All requests are terminated with an empty line, <CRLF>. The token <CRLF> means ASCII 0x0D, carriage return, followed by 0x0A , line feed. A complete GET request has been received when two <CRLF> have been found sequentially.

GET / HTTP/1.0<CRLF>
From: user@domain.com<CRLF>
User-Agent: HTTPTool/1.0<CRLF>
<CRLF>

The response of the server will be a transfer of the resource if it is available

HTTP/1.0 200 OK<CRLF>
Content-Type: text/html<CRLF>
<CRLF>
<html><title>Home page</title><body>.....

The HEAD request is very similar to the GET but instead of returning the actual resource, the server returns response headers only which may be useful in order to check characteristics of a resource without actually downloading it.

A POST request is more complicated since data will be sent after the <CRLF><CRLF> of the request. However, one of the header lines will contain the token Content-Length: followed by the number of data items in the request. It is the responsibility of the application to buffer the received data until the right number of byte have arrived. Often, data are transmitted in a number of segments after the receival of the request header.

POST /path/script.cgi HTTP/1.0<CR><LF>
From: user@domain.com<CR><LF>
User-Agent: HTTPTool/1.0<CR><LF>
Content-Type: application/x-www-form-urlencoded<CR><LF>
Content-Length: 32<CR><LF>
<CR><LF>
home=Cosby&favorite+flavor=flies

Below, a few examples of web-transactions are presented. Remember that a new connection is established in every new transaction and that it is the responsibility of the server to terminate the connection when the transaction is finished. Required parameters are denoted by <...> whereas optional parameters are shown within [...].

The standard GET-request

The client establishes a new connection to port 80 on the server and requests the first page by sending

GET / HTTP/1.0<CRLF>
[Header line 1]<CRLF>
[Header line 2]<CRLF>
<CRLF>

The server answers the client with

HTTP/1.0 200 OK<CRLF>
Content-Type: text/html<CRLF>
<CRLF>
<html><title>Home page</title><body>.....

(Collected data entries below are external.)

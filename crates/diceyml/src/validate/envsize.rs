//! Oversized env values

use crate::error::{Location, ValidateErrors, ValidationError};
use crate::model::{EnvMap, Job, Object, Service, SideCar};
use crate::visitor::Visitor;

/// Maximum length of a single env value, in characters
pub const ENV_VALUE_LIMIT: usize = 20_000;

/// Reports env values longer than [`ENV_VALUE_LIMIT`]
#[derive(Debug, Default)]
pub struct EnvSizeVisitor {
    /// Findings so far
    pub errors: ValidateErrors,
}

impl EnvSizeVisitor {
    fn check(&mut self, parent: &[&str], envs: &EnvMap) {
        let path: Vec<&str> = parent.iter().copied().chain(["envs"]).collect();
        for (key, value) in envs {
            let len = value.chars().count();
            if len <= ENV_VALUE_LIMIT {
                continue;
            }
            let mut location = path.clone();
            location.push(key);
            self.errors.insert(
                Location::path(&location),
                ValidationError::EnvTooLarge {
                    path: path.join("."),
                    key: key.clone(),
                    len,
                    limit: ENV_VALUE_LIMIT,
                },
            );
        }
    }
}

impl Visitor for EnvSizeVisitor {
    fn visit_object(&mut self, obj: &mut Object) {
        self.check(&[], &obj.envs);
    }

    fn visit_service(&mut self, name: &str, service: &mut Service) {
        self.check(&["services", name], &service.envs);
    }

    fn visit_job(&mut self, name: &str, job: &mut Job) {
        self.check(&["jobs", name], &job.envs);
    }

    fn visit_sidecar(&mut self, service: &str, name: &str, sidecar: &mut SideCar) {
        self.check(&["services", service, "sidecars", name], &sidecar.envs);
    }
}

/// Check env value sizes
pub fn env_size_validate(obj: &mut Object) -> ValidateErrors {
    let mut visitor = EnvSizeVisitor::default();
    obj.accept(&mut visitor);
    visitor.errors
}
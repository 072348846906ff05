//! Service and env name checks

use super::dotted;
use crate::error::{Location, ValidateErrors, ValidationError};
use crate::model::{EnvMap, EnvObject, Job, Object, Service};
use crate::visitor::Visitor;
use regex::Regex;
use std::sync::LazyLock;

/// Service and job names must be DNS labels
pub const SERVICE_NAME_PATTERN: &str = "^[a-z]([-a-z0-9]{0,61}[a-z0-9])?$";

/// Env names must be identifiers
pub const ENV_NAME_PATTERN: &str = "^[A-Za-z_][A-Za-z0-9_]*$";

static SERVICE_NAME: LazyLock<Regex> = LazyLock::new(|| Regex::new(SERVICE_NAME_PATTERN).unwrap());
static ENV_NAME: LazyLock<Regex> = LazyLock::new(|| Regex::new(ENV_NAME_PATTERN).unwrap());

/// Reports invalid service, job and env names
#[derive(Debug, Default)]
pub struct NamingVisitor {
    /// Findings so far
    pub errors: ValidateErrors,
}

impl NamingVisitor {
    fn check_workload(&mut self, section: &str, name: &str) {
        if !SERVICE_NAME.is_match(name) {
            self.errors.insert(
                Location::path([section, name]),
                ValidationError::InvalidName {
                    path: section.to_string(),
                    name: name.to_string(),
                    pattern: SERVICE_NAME_PATTERN,
                },
            );
        }
    }

    fn check_envs(&mut self, parent: &[&str], envs: &EnvMap) {
        let path: Vec<&str> = parent.iter().copied().chain(["envs"]).collect();
        for key in envs.keys().filter(|key| !ENV_NAME.is_match(key)) {
            let mut location = path.clone();
            location.push(key);
            self.errors.insert(
                Location::path(&location),
                ValidationError::InvalidName {
                    path: dotted(&path),
                    name: key.clone(),
                    pattern: ENV_NAME_PATTERN,
                },
            );
        }
    }
}

impl Visitor for NamingVisitor {
    fn visit_object(&mut self, obj: &mut Object) {
        self.check_envs(&[], &obj.envs);
    }

    fn visit_service(&mut self, name: &str, service: &mut Service) {
        self.check_workload("services", name);
        self.check_envs(&["services", name], &service.envs);
    }

    fn visit_job(&mut self, name: &str, job: &mut Job) {
        self.check_workload("jobs", name);
        self.check_envs(&["jobs", name], &job.envs);
    }

    fn visit_env_object(&mut self, env: &str, overlay: &mut EnvObject) {
        self.check_envs(&["environments", env], &overlay.envs);
        for (name, service) in &overlay.services {
            self.check_envs(&["environments", env, "services", name], &service.envs);
        }
    }
}

/// Check service, job and env names
pub fn naming_validate(obj: &mut Object) -> ValidateErrors {
    let mut visitor = NamingVisitor::default();
    obj.accept(&mut visitor);
    visitor.errors
}
use std::time::Duration;

use bevy::prelude::*;

use crate::config::SignalConfig;
use crate::controller::Controller;
use crate::error::ConfigError;

use super::events::{PhaseChanged, PresenceClosed, SignalStateChanged};
use super::resources::{IngestResultLog, SensorInbox, SignalClock, SignalController, SignalOutbox};
use super::sets::SignalSet;
use super::systems::{
    ingest_pending_readings, publish_signal_notifications, reset_on_startup, sync_signal_clock,
    tick_signal_controller,
};

/// Period of the time-driven evaluation.
pub const DEFAULT_TICK_INTERVAL: Duration = Duration::from_millis(250);

/// Registers the controller resources, events and systems.
///
/// The `FixedUpdate` timestep is set to the tick interval, so a host running
/// the main schedule in a loop gets one evaluation per interval.
pub struct SignalPlugin {
    config: SignalConfig,
    clock: SignalClock,
    tick_interval: Duration,
}

impl SignalPlugin {
    /// Fails when `config` would be refused by the controller.
    pub fn new(config: SignalConfig) -> Result<Self, ConfigError> {
        config.validate()?;
        Ok(Self {
            config,
            clock: SignalClock::wall(),
            tick_interval: DEFAULT_TICK_INTERVAL,
        })
    }

    pub fn with_clock(mut self, clock: SignalClock) -> Self {
        self.clock = clock;
        self
    }

    pub fn with_tick_interval(mut self, interval: Duration) -> Self {
        self.tick_interval = interval;
        self
    }
}

impl Plugin for SignalPlugin {
    fn build(&self, app: &mut App) {
        let mut controller = Controller::from_validated(self.config.clone(), self.clock.now());
        let outbox = SignalOutbox::default();
        controller.subscribe(outbox.0.clone());

        info!(
            "signal controller: {} lanes, tick every {} ms",
            self.config.lanes.len(),
            self.tick_interval.as_millis()
        );

        app.insert_resource(SignalController(controller))
            .insert_resource(self.clock)
            .insert_resource(outbox)
            .init_resource::<SensorInbox>()
            .init_resource::<IngestResultLog>()
            .insert_resource(Time::<Fixed>::from_duration(self.tick_interval))
            .add_event::<SignalStateChanged>()
            .add_event::<PhaseChanged>()
            .add_event::<PresenceClosed>();

        app.configure_sets(FixedUpdate, (SignalSet::Ingest, SignalSet::Evaluate).chain());

        app.add_systems(Startup, reset_on_startup)
            .add_systems(First, sync_signal_clock)
            .add_systems(
                FixedUpdate,
                (
                    ingest_pending_readings.in_set(SignalSet::Ingest),
                    tick_signal_controller.in_set(SignalSet::Evaluate),
                ),
            )
            .add_systems(
                Update,
                publish_signal_notifications.in_set(SignalSet::Publish),
            );
    }
}
//! Inbound sensor data.
//!
//! `SensorEvent` is the loosely-typed shape a transport hands over (readings
//! as arbitrary JSON). Validation turns it into a `SensorBatch`, the typed
//! form the presence tracker and the replay recorder work with.

use bitcode::{Decode, Encode};
use serde::{Deserialize, Serialize};

use crate::error::IngestError;
use crate::Millis;

pub const DEFAULT_INTERSECTION_ID: &str = "default";

/// A raw reading as delivered by a field device.
#[derive(Debug, Clone, PartialEq, Serialize, Deserialize, Encode, Decode)]
pub enum RawReading {
    Number(f64),
    Text(String),
    /// `null`, booleans, arrays, objects: nothing usable.
    Missing,
}

impl RawReading {
    /// Distance in centimetres, or `None` when the reading carries no number.
    pub fn distance_cm(&self) -> Option<f64> {
        let value = match self {
            RawReading::Number(v) => *v,
            RawReading::Text(s) => s.trim().parse::<f64>().ok()?,
            RawReading::Missing => return None,
        };
        value.is_finite().then_some(value)
    }
}

impl From<&serde_json::Value> for RawReading {
    fn from(value: &serde_json::Value) -> Self {
        match value {
            serde_json::Value::Number(n) => n.as_f64().map_or(RawReading::Missing, RawReading::Number),
            serde_json::Value::String(s) => RawReading::Text(s.clone()),
            _ => RawReading::Missing,
        }
    }
}

/// One ingestion request as received from the transport layer.
#[derive(Debug, Clone, Default, PartialEq, Serialize, Deserialize)]
pub struct SensorEvent {
    #[serde(default)]
    pub device_id: Option<String>,
    #[serde(default)]
    pub intersection_id: Option<String>,
    /// Expected to be an object of sensor id -> reading.
    #[serde(default)]
    pub sensors: serde_json::Value,
    /// Device-side timestamp; falls back to the processing time.
    #[serde(default)]
    pub timestamp: Option<Millis>,
}

impl SensorEvent {
    pub fn new(device_id: &str, sensors: serde_json::Value) -> Self {
        Self {
            device_id: Some(device_id.to_string()),
            sensors,
            ..Default::default()
        }
    }

    /// Check required fields and extract the readings (sorted by sensor id).
    pub fn validate(&self) -> Result<SensorBatch, IngestError> {
        let device_id = match self.device_id.as_deref() {
            Some(id) if !id.is_empty() => id.to_string(),
            _ => return Err(IngestError::MissingDeviceId),
        };
        let map = self
            .sensors
            .as_object()
            .ok_or(IngestError::ReadingsNotMapping)?;

        Ok(SensorBatch {
            device_id,
            intersection_id: self
                .intersection_id
                .clone()
                .unwrap_or_else(|| DEFAULT_INTERSECTION_ID.to_string()),
            readings: map
                .iter()
                .map(|(sensor, raw)| (sensor.clone(), RawReading::from(raw)))
                .collect(),
            timestamp: self.timestamp,
        })
    }
}

/// Validated, typed ingestion input.
#[derive(Debug, Clone, PartialEq, Serialize, Deserialize, Encode, Decode)]
pub struct SensorBatch {
    pub device_id: String,
    pub intersection_id: String,
    pub readings: Vec<(String, RawReading)>,
    pub timestamp: Option<Millis>,
}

The server closes the connection.

The GET-request with authentication

The client establishes a new connection to port 80 on the server and requests a private page by sending

GET /private/private.htm HTTP/1.0<CRLF>
[Header line 1]<CRLF>
[Header line 2]<CRLF>
<CRLF>

The server answers the client with

HTTP/1.0 401 Unauthorized<CRLF>
Content-Type: text/html<CRLF>
WWW-Authenticate: Basic realm="private"<CRLF>
<CRLF>
<html><head><title>401 Unauthorized</title></head><CRLF>
<body><h1>401 Unauthorized</h1></body></html>

The server closes the connection. At this point the web browser presents a dialog to the user in order to require a user name and a password.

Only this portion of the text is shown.